*** Records shown ***

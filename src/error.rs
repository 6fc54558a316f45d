use std::fmt;
use thiserror::Error;

/// Why an update found no active claim for a name.
#[derive(Debug, Clone, Copy, PartialEq, Eq)]
pub enum InactiveReason {
    /// The name was never claimed.
    Unclaimed,
    /// The name was claimed but the claim has expired.
    Expired,
}

impl fmt::Display for InactiveReason {
    fn fmt(&self, f: &mut fmt::Formatter<'_>) -> fmt::Result {
        match self {
            InactiveReason::Unclaimed => write!(f, "never claimed"),
            InactiveReason::Expired => write!(f, "claim expired"),
        }
    }
}

#[derive(Error, Debug, Clone, PartialEq, Eq)]
pub enum RegistryError {
    #[error("Commitment mismatch: reservation {reservation} used a different nonce")]
    CommitmentMismatch { reservation: String },

    #[error("Name {name} is already active with tx {txid}")]
    AlreadyActive { name: String, txid: String },

    #[error("Reservation not found: {0}")]
    ReservationNotFound(String),

    #[error("Transaction {0} does not carry a reservation output")]
    NotAReservation(String),

    #[error("There are {count} pending operations on name {name}, including {first}")]
    PendingConflict { name: String, count: usize, first: String },

    #[error("No active claim for name {name}: {reason}")]
    NoActiveClaim { name: String, reason: InactiveReason },

    #[error("Claim on {name} is not in this wallet (owning tx {txid})")]
    ClaimNotOwnedLocally { name: String, txid: String },

    #[error("Payload too large: {len} bytes, maximum {max}. Split the payload across several operations")]
    PayloadTooLarge { len: usize, max: usize },

    #[error("Name too long: {0} bytes, maximum 255")]
    NameTooLong(usize),

    #[error("Insufficient funds: required {required}, available {available}")]
    InsufficientFunds { required: u64, available: u64 },

    #[error("Wallet is locked; unlock it first")]
    WalletLocked,

    #[error("Ledger unavailable: {0}")]
    LedgerUnavailable(String),

    #[error("Name not found: {0}")]
    NotFound(String),

    #[error("Invalid nonce: {0}")]
    InvalidNonce(String),

    #[error("Invalid filter pattern: {0}")]
    InvalidPattern(String),

    #[error("History store error: {0}")]
    Store(String),

    #[error("Signature error: {0}")]
    Signature(String),

    #[error("Cryptographic error: {0}")]
    Crypto(String),

    #[error("BIP39 error: {0}")]
    Bip39(String),

    #[error("BIP32 error: {0}")]
    Bip32(String),

    #[error("Configuration error: {0}")]
    Config(String),

    #[error("Validation error: {0}")]
    Validation(String),
}

pub type Result<T> = std::result::Result<T, RegistryError>;

impl From<bip39::Error> for RegistryError {
    fn from(err: bip39::Error) -> Self {
        RegistryError::Bip39(err.to_string())
    }
}

impl From<secp256k1::Error> for RegistryError {
    fn from(err: secp256k1::Error) -> Self {
        RegistryError::Crypto(err.to_string())
    }
}

impl From<bip32::Error> for RegistryError {
    fn from(err: bip32::Error) -> Self {
        RegistryError::Bip32(err.to_string())
    }
}

impl From<regex::Error> for RegistryError {
    fn from(err: regex::Error) -> Self {
        RegistryError::InvalidPattern(err.to_string())
    }
}

impl From<serde_json::Error> for RegistryError {
    fn from(err: serde_json::Error) -> Self {
        RegistryError::Config(err.to_string())
    }
}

*** End of Records shown ***

**What needs to be done**
Where a line above contains the word "regex", copy that line.

**Answer**
impl From<regex::Error> for RegistryError {
    fn from(err: regex::Error) -> Self {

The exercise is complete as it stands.